その顔の穴という穴から文字が溢れ、小さな顔を覆っていく。

全てが繋がった気がした。

助かったんだ……



「速報です。 今月九日から行方がわからなくなっていた◯◯県△△市の15歳の少年が、本日、△△市内で発見されました。少年は意識を失った状態で倒れており、救急隊員が現場に到着後、直ちに病院へ搬送されました。現在、少年は意識不明のままで、命に別状はないとのことです。 警察は少年の回復を待ち、今後の調査を進める予定です」




「吉本さん家の真人くん、見つかったらしいよ」

「ねぇーびっくりした! 家出じゃないの? なんて思ってたけど、家出にしちゃ異常だしねー。

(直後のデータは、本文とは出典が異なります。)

use axum::extract::multipart::MultipartError;
use axum::extract::rejection::{JsonRejection, QueryRejection};
use axum::http::StatusCode;
use axum::response::{IntoResponse, Response};
use axum::Json;
use serde_json::json;

/// Failure bodies shaped like the real backend's:
/// `{ "message": ..., "error": ..., "statusCode": ... }`.
#[derive(Debug, thiserror::Error)]
pub enum AppError {
    #[error("{0}")]
    BadRequest(String),
    #[error("Unauthorized")]
    Unauthorized,
    #[error("{0}")]
    Forbidden(String),
    #[error("{0}")]
    NotFound(String),
}

impl AppError {
    pub fn bad_request(code: &str) -> Self {
        AppError::BadRequest(code.to_string())
    }

    fn status(&self) -> StatusCode {
        match self {
            AppError::BadRequest(_) => StatusCode::BAD_REQUEST,
            AppError::Unauthorized => StatusCode::UNAUTHORIZED,
            AppError::Forbidden(_) => StatusCode::FORBIDDEN,
            AppError::NotFound(_) => StatusCode::NOT_FOUND,
        }
    }
}

impl IntoResponse for AppError {
    fn into_response(self) -> Response {
        let status = self.status();
        let body = json!({
            "message": self.to_string(),
            "error": status.canonical_reason().unwrap_or("Error"),
            "statusCode": status.as_u16(),
        });
        (status, Json(body)).into_response()
    }
}

impl From<JsonRejection> for AppError {
    fn from(rejection: JsonRejection) -> Self {
        AppError::BadRequest(rejection.body_text())
    }
}

impl From<QueryRejection> for AppError {
    fn from(rejection: QueryRejection) -> Self {
        AppError::BadRequest(rejection.body_text())
    }
}

impl From<MultipartError> for AppError {
    fn from(err: MultipartError) -> Self {
        AppError::BadRequest(err.body_text())
    }
}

怖いわー」

「え、どういうこと? なになに?」

「真人くん、学校の裏山にある旧校舎の図書室前で見つかったんだって」

「やだ、怖い!」

「ここからがヤバイんだけど本当に内緒にしてよ?」

 「えー! なにー!?」

「ママ友が搬送先の病院の看護師やってるんだけどさ、運ばれてきた真人くん」

「うんうん」

「体中に文字が書かれてたんだって」

「ヤバ……」

「ね。それだけじゃなくて、耳が手の形になってたんだって。しかもそれ、何かを掴むような形をしてたらしいよ」





初ホラーです。

最後まで読んでいただきありがとうございました。